• _WHAT IS BEING ASKED_: Copy every line of the data that includes the string "HttpResponse".

(Data excerpts)
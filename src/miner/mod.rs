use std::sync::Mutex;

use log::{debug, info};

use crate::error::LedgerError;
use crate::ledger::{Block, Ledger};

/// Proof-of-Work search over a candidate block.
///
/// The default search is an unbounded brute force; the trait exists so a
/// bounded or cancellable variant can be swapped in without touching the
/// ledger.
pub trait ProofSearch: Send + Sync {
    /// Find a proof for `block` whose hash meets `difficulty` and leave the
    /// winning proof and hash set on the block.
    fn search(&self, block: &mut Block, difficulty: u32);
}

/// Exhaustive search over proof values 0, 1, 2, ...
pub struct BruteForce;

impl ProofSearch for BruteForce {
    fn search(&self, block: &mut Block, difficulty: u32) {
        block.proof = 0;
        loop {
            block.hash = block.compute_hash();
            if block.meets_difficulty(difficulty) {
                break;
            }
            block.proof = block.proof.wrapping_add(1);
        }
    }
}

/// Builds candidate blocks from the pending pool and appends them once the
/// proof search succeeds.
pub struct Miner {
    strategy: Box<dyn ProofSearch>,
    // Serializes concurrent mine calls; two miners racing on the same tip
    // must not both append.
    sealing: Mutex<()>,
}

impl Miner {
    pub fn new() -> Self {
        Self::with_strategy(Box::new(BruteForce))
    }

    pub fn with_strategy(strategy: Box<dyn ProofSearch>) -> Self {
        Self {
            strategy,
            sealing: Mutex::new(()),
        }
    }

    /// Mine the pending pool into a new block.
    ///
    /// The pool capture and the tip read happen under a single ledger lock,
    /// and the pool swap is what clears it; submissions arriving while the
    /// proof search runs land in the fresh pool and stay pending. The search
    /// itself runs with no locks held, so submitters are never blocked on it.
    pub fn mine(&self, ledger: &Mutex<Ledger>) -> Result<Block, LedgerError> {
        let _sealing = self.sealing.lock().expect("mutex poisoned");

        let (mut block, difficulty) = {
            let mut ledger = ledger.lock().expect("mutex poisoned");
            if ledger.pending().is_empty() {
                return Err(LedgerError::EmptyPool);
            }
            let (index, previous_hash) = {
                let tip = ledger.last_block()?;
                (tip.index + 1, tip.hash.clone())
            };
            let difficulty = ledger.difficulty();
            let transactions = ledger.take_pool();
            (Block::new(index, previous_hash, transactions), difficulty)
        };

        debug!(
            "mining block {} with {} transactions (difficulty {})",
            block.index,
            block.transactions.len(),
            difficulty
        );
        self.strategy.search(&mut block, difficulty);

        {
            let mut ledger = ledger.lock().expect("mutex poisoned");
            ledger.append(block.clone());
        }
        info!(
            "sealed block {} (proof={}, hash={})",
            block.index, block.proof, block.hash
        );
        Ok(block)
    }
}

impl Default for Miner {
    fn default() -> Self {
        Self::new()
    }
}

--

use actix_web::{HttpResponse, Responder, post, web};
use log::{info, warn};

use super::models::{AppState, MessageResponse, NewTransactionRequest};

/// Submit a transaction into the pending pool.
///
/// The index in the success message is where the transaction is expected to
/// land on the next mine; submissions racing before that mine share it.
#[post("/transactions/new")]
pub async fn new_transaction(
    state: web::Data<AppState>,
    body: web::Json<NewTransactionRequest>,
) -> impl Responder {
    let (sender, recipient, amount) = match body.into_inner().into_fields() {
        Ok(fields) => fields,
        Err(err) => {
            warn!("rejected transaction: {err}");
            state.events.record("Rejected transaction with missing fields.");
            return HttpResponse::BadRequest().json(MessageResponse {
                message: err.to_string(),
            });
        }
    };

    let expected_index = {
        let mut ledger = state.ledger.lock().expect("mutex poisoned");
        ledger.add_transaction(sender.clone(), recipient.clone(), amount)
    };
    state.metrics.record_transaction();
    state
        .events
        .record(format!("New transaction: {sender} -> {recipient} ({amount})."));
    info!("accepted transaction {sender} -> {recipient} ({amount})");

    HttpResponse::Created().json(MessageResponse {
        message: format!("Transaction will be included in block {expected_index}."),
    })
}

* * *

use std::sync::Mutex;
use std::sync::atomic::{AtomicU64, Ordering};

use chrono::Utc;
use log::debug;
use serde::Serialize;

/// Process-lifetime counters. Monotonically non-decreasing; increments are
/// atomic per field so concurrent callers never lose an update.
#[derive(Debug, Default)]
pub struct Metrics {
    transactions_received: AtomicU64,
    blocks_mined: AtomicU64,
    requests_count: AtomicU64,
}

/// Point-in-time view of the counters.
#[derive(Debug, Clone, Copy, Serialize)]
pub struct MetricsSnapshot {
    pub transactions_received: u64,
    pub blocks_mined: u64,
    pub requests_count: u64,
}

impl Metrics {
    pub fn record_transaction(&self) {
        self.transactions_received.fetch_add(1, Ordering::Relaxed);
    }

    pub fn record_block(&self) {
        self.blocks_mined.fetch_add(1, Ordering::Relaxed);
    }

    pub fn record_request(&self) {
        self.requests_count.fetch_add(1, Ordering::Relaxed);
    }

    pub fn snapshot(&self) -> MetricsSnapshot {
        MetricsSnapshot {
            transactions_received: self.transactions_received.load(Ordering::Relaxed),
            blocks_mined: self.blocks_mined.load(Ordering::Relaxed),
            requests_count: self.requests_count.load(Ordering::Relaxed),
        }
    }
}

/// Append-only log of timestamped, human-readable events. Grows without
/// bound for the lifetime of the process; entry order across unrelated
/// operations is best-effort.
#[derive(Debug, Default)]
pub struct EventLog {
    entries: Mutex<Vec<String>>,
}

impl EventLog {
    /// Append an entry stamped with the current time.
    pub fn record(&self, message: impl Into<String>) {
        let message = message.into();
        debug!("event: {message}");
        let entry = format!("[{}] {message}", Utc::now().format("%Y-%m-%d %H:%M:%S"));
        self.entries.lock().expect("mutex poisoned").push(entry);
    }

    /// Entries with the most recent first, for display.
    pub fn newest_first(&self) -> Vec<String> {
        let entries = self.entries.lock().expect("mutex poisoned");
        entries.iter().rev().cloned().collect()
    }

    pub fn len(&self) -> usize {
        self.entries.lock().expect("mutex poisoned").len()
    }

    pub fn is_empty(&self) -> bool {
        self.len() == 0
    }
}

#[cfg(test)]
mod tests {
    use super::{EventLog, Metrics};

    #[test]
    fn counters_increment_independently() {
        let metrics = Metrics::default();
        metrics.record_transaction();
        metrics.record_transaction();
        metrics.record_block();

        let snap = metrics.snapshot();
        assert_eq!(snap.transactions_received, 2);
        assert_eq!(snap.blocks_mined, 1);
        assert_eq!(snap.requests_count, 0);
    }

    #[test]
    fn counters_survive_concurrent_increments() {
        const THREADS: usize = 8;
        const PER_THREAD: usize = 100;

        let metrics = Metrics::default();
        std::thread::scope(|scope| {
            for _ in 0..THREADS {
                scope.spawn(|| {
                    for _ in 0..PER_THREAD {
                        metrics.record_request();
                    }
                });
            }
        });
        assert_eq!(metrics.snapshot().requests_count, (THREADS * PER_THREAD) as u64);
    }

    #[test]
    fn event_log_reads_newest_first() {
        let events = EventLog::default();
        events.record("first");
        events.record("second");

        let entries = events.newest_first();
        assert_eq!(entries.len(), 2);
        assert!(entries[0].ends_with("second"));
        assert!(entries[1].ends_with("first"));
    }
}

• _TASK ANSWER_:
use actix_web::{HttpResponse, Responder, post, web};
            return HttpResponse::BadRequest().json(MessageResponse {
    HttpResponse::Created().json(MessageResponse {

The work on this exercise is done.